How on earth do we think we will turn around our species declines when we continue to fragment our green space more and more? The most basic island
biogeography theory tells us that, the smaller the island becomes, the fewer species it can support, and eventually those species go extinct. This is what we are seeing happening day in, day out, in the English countryside right now, and the green belt is a classic example of this.
The second reason why this is happening was alluded to before and is why these amendments are so important: green belts are not protected for nature; only 13% of them are protected.
My final point is the nub of the problem. Even if parts of our green belt are currently in a poor state for nature, we should look to enhance and restore them for the natural capital benefits they provide, not give up on them and cover them in concrete. For example, we would not say that a road or railway is in a poor state of repair; therefore, we are going to cover it in concrete and use it for housebuilding. Why is nature always the thing that can be moved elsewhere, replanted somewhere else, so that we do not need to worry about it? We have to stop thinking of nature as the poor relation to all the other infrastructure that requires space and as something that can just be picked up and moved. It cannot and it will not provide services if we do that.

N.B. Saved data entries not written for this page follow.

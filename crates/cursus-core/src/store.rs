//! The `EnrollmentStore` trait and supporting write types.
//!
//! The trait is implemented by storage backends (e.g.
//! `cursus-store-sqlite`). Higher layers (`cursus-api`, the tracker, the
//! issuer) depend on this abstraction, not on any concrete backend.
//!
//! Methods return the shared semantic [`Error`](crate::Error) rather than a
//! backend-specific type: the tracker retries on `VersionConflict` and the
//! issuer recovers from `DuplicateCertificate`, so those outcomes must be
//! distinguishable regardless of backend.

use std::future::Future;

use chrono::{DateTime, Utc};
use uuid::Uuid;

use crate::{
  certificate::{Certificate, NewCertificate},
  enrollment::{CompletionStatus, Enrollment, NewEnrollment},
  Result,
};

// ─── Write type ──────────────────────────────────────────────────────────────

/// The mutable portion of an enrollment, written as one atomic unit by
/// [`EnrollmentStore::update_progress`]. Identity fields, the enrollment
/// date, and the version counter are never patched directly.
#[derive(Debug, Clone)]
pub struct ProgressPatch {
  pub progress:            u8,
  pub status:              CompletionStatus,
  pub last_lesson_watched: Option<String>,
  pub last_accessed:       DateTime<Utc>,
  pub completed_at:        Option<DateTime<Utc>>,
}

// ─── Trait ───────────────────────────────────────────────────────────────────

/// Abstraction over a cursus storage backend.
///
/// Implementations must uphold two guarantees that the components above
/// rely on:
/// - at most one enrollment and at most one certificate per
///   (learner, course) pair, enforced by storage constraints;
/// - `update_progress` is an atomic compare-and-swap on the enrollment's
///   version counter.
///
/// All methods return `Send` futures so the trait can be used in
/// multi-threaded async runtimes (e.g. tokio with `axum`).
pub trait EnrollmentStore: Send + Sync {
  // ── Enrollments ───────────────────────────────────────────────────────

  /// Create an enrollment in its initial state (no progress, `NotStarted`).
  ///
  /// Fails with [`Error::AlreadyEnrolled`](crate::Error::AlreadyEnrolled)
  /// when the pair already exists.
  fn create_enrollment(
    &self,
    input: NewEnrollment,
  ) -> impl Future<Output = Result<Enrollment>> + Send + '_;

  /// Retrieve one enrollment. Returns `None` if the pair is not enrolled.
  fn enrollment(
    &self,
    learner_id: Uuid,
    course_id: Uuid,
  ) -> impl Future<Output = Result<Option<Enrollment>>> + Send + '_;

  /// All enrollments for a learner, newest first.
  fn enrollments_for_learner(
    &self,
    learner_id: Uuid,
  ) -> impl Future<Output = Result<Vec<Enrollment>>> + Send + '_;

  /// All enrollments in a course, oldest first.
  fn enrollments_for_course(
    &self,
    course_id: Uuid,
  ) -> impl Future<Output = Result<Vec<Enrollment>>> + Send + '_;

  /// Atomically replace the mutable state of an enrollment, provided its
  /// current version equals `expected_version`; the stored version is
  /// incremented on success.
  ///
  /// Fails with [`Error::VersionConflict`](crate::Error::VersionConflict)
  /// when another writer got there first, and with
  /// [`Error::EnrollmentNotFound`](crate::Error::EnrollmentNotFound) when
  /// the row is gone (e.g. an administrative unenroll raced the write).
  fn update_progress(
    &self,
    learner_id: Uuid,
    course_id: Uuid,
    expected_version: i64,
    patch: ProgressPatch,
  ) -> impl Future<Output = Result<Enrollment>> + Send + '_;

  /// Administrative unenroll. Removes the enrollment record only; any
  /// already-issued certificate is deliberately left in place.
  fn delete_enrollment(
    &self,
    learner_id: Uuid,
    course_id: Uuid,
  ) -> impl Future<Output = Result<()>> + Send + '_;

  // ── Certificates ──────────────────────────────────────────────────────

  /// Retrieve the certificate for a pair, if one has been issued.
  fn certificate(
    &self,
    learner_id: Uuid,
    course_id: Uuid,
  ) -> impl Future<Output = Result<Option<Certificate>>> + Send + '_;

  /// Persist a new certificate. The storage-level unique-pair constraint is
  /// the authoritative duplicate guard: a concurrent insert for the same
  /// pair must surface as
  /// [`Error::DuplicateCertificate`](crate::Error::DuplicateCertificate)
  /// so the issuer can return the winning record instead.
  fn insert_certificate(
    &self,
    input: NewCertificate,
  ) -> impl Future<Output = Result<Certificate>> + Send + '_;
}
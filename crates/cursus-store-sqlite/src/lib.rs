//! SQLite backend for the cursus enrollment store.
//!
//! Wraps [`tokio_rusqlite`] so all database access runs on a dedicated
//! thread without blocking the async runtime. Also implements the catalog
//! read views over the `courses`/`lessons`/`learners` tables, which the
//! core treats as externally owned and read-only.

mod encode;
mod schema;
mod store;

pub use store::SqliteStore;

#[cfg(test)]
mod tests;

The legislative framework has to give nature some teeth or we will continue to see more declines of our species, habitats and communities across the English landscape. If we are serious about meeting targets such as 30 by 30, it is critical that we move and act quickly now. Therefore, I see both these amendments as really important, because they start to raise the profile of our green belt beyond just being a legislative or planning requirement that was set up many years ago to something that properly recognises what we have in our green belt and why we need to conserve it.